When it comes to traffic lights, the car driver has to squint to see the traffic light, and will often come to a halt at a red line well over the line, quite possibly blocking the intersection for cross traffic altogether. However, once a red light is acknowledge, there is no Japanese car driver who would dare disobey it, even for such trivialities as clearing out of an intersection.

Truck drivers

Truck drivers, like car drivers, are usually found driving on the road. Quite often, though, truck drivers will take advantage of the fact that major thoroughfares are several lanes wide, and use the left-hand lane as a parking lot while they take a leisurely nap. They take advantage of the Japanese traffic rule that if you turn on your hazard lights, any existing no-parking and no-stopping rules evaporate like mist.

Truck drivers have much better vision than car drivers, quite possibly because they’re placed much higher up. They can not only see more than the car immediately ahead of them, they can use this information to act on it. For instance, they can let rip with a blast on the horn to let a motorcyclist know that trucks are more important than motorcycles.

Their eagle eyes also allow them to see traffic lights from much further away than car drivers, permitting them to stop at a red light as much as fifty meters before the line.

Motorcycle riders

Motorcycle riders are generally found in the miniscule gaps between cars on busy roads, although you’ll occasionally see one riding in the middle of his lane with cars before and after him. Lane-splitting is a highly-valued skill in Japan, and a motorcyclist who could fit his bike into the spot between two cars with fully three millimeters to spare and who doesn’t do so is met with scorn and derision from the bikers around him, some of whom will attempt to lane-split between the bike and one of the cars it’s already between.

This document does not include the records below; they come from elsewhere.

//! Document store seam.
//!
//! Handlers never talk to MongoDB directly; they go through `DocumentStore`,
//! carried in `AppState` as `Arc<dyn DocumentStore>`.

pub mod mongo;

#[cfg(test)]
pub mod memory;

use async_trait::async_trait;
use bson::{oid::ObjectId, Bson, Document};
use futures_util::stream::BoxStream;
use thiserror::Error;

/// Lazy, single-pass sequence of documents from the store.
pub type DocumentStream = BoxStream<'static, Result<Document, StoreError>>;

#[derive(Debug, Error)]
pub enum StoreError {
    #[error("{0}")]
    Backend(String),

    #[error("Failed to encode document: {0}")]
    Encode(#[from] bson::ser::Error),
}

/// Counts reported by a single-document update.
#[derive(Debug, Clone, Copy, Default, PartialEq, Eq)]
pub struct UpdateOutcome {
    pub matched: u64,
    pub modified: u64,
}

/// One join of a lookup: match `local_field` against `_id` in `from`, and
/// attach the zero-or-one matches as an array under `as_field`.
#[derive(Debug, Clone)]
pub struct Join {
    pub from: &'static str,
    pub local_field: &'static str,
    pub as_field: String,
}

#[async_trait]
pub trait DocumentStore: Send + Sync {
    /// Finds the document whose `_id` equals `key` exactly (no type coercion).
    async fn find_by_key(&self, collection: &str, key: &Bson)
        -> Result<Option<Document>, StoreError>;

    async fn insert(&self, collection: &str, document: Document) -> Result<ObjectId, StoreError>;

    /// `$set` of the given fields on one document.
    async fn set_fields(
        &self,
        collection: &str,
        id: ObjectId,
        fields: Document,
    ) -> Result<UpdateOutcome, StoreError>;

    /// `$unset` of one field on one document.
    async fn unset_field(
        &self,
        collection: &str,
        id: ObjectId,
        field: &str,
    ) -> Result<UpdateOutcome, StoreError>;

    /// Returns the number of deleted documents (0 or 1).
    async fn delete(&self, collection: &str, id: ObjectId) -> Result<u64, StoreError>;

    /// Enumerates `collection` (or the single document `filter`), augmenting
    /// each document per `joins`. A join with no match yields an empty array.
    async fn lookup(
        &self,
        collection: &str,
        filter: Option<ObjectId>,
        joins: &[Join],
    ) -> Result<DocumentStream, StoreError>;
}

They have very good vision, especially when it comes to judging distances between things to determine whether their bikes will fit or not. Not only that, but unlike the other denizens of the road, they can see other motorcycles most of the time. Unlike car drivers, though, motorcycle drivers aren’t capable of seeing the spirits of their ancestors, so when lights turn green, they tend to take off in a way that horrifies the car drivers.

Bicycle riders

Bicycle riders can be found anywhere and everywhere. They’re not legally allowed to be on sidewalks, but you’ll find them there all the time. There are actual rules set down in Japanese law that says where bicycles are and aren’t allowed to go, but nobody pays them the slightest bit of attention.

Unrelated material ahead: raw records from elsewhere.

//! Work items read by the out-of-process workers. Keys are snake_case on the
//! queue because that is what the consumers parse.

use serde::{Deserialize, Serialize};

/// First draft for a recipient. Goes to the generation queue.
#[derive(Debug, Clone, PartialEq, Serialize, Deserialize)]
pub struct GeneratePayload {
    pub recipient: String,
}

/// Follow-up prompt inside an existing generation conversation.
#[derive(Debug, Clone, PartialEq, Serialize, Deserialize)]
pub struct RefinePayload {
    pub recipient: String,
    pub conversation_id: String,
    pub prompt: String,
}

/// Final letter text to e-mail. Goes to the delivery queue.
#[derive(Debug, Clone, PartialEq, Serialize, Deserialize)]
pub struct SendPayload {
    pub recipient: String,
    pub cover_letter: String,
}

#[cfg(test)]
mod tests {
    use super::*;
    use serde_json::json;

    #[test]
    fn test_refine_wire_keys() {
        let payload = RefinePayload {
            recipient: "a@b.com".into(),
            conversation_id: "conv-9".into(),
            prompt: String::new(),
        };
        assert_eq!(
            serde_json::to_value(&payload).unwrap(),
            json!({ "recipient": "a@b.com", "conversation_id": "conv-9", "prompt": "" })
        );
    }

    #[test]
    fn test_send_wire_keys() {
        let payload = SendPayload {
            recipient: "a@b.com".into(),
            cover_letter: "Dear team".into(),
        };
        let value = serde_json::to_value(&payload).unwrap();
        assert_eq!(value["cover_letter"], "Dear team");
        assert_eq!(value.as_object().unwrap().len(), 2);
    }
}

Bicycle riders are oblivious to everything. They don’t see cars, motorcycles, pedestrians, lines on the road, the general flow of traffic, or traffic lights. They drift through all of these things like they are just as much mist. Things they can see include the screen of their phone, the display of the iPod that they’re adjusting, and the newspaper that they’re reading because the intersection of Aoyama-Dori and Meiji-Dori at 5pm is so dull that they need something to combat their boredom.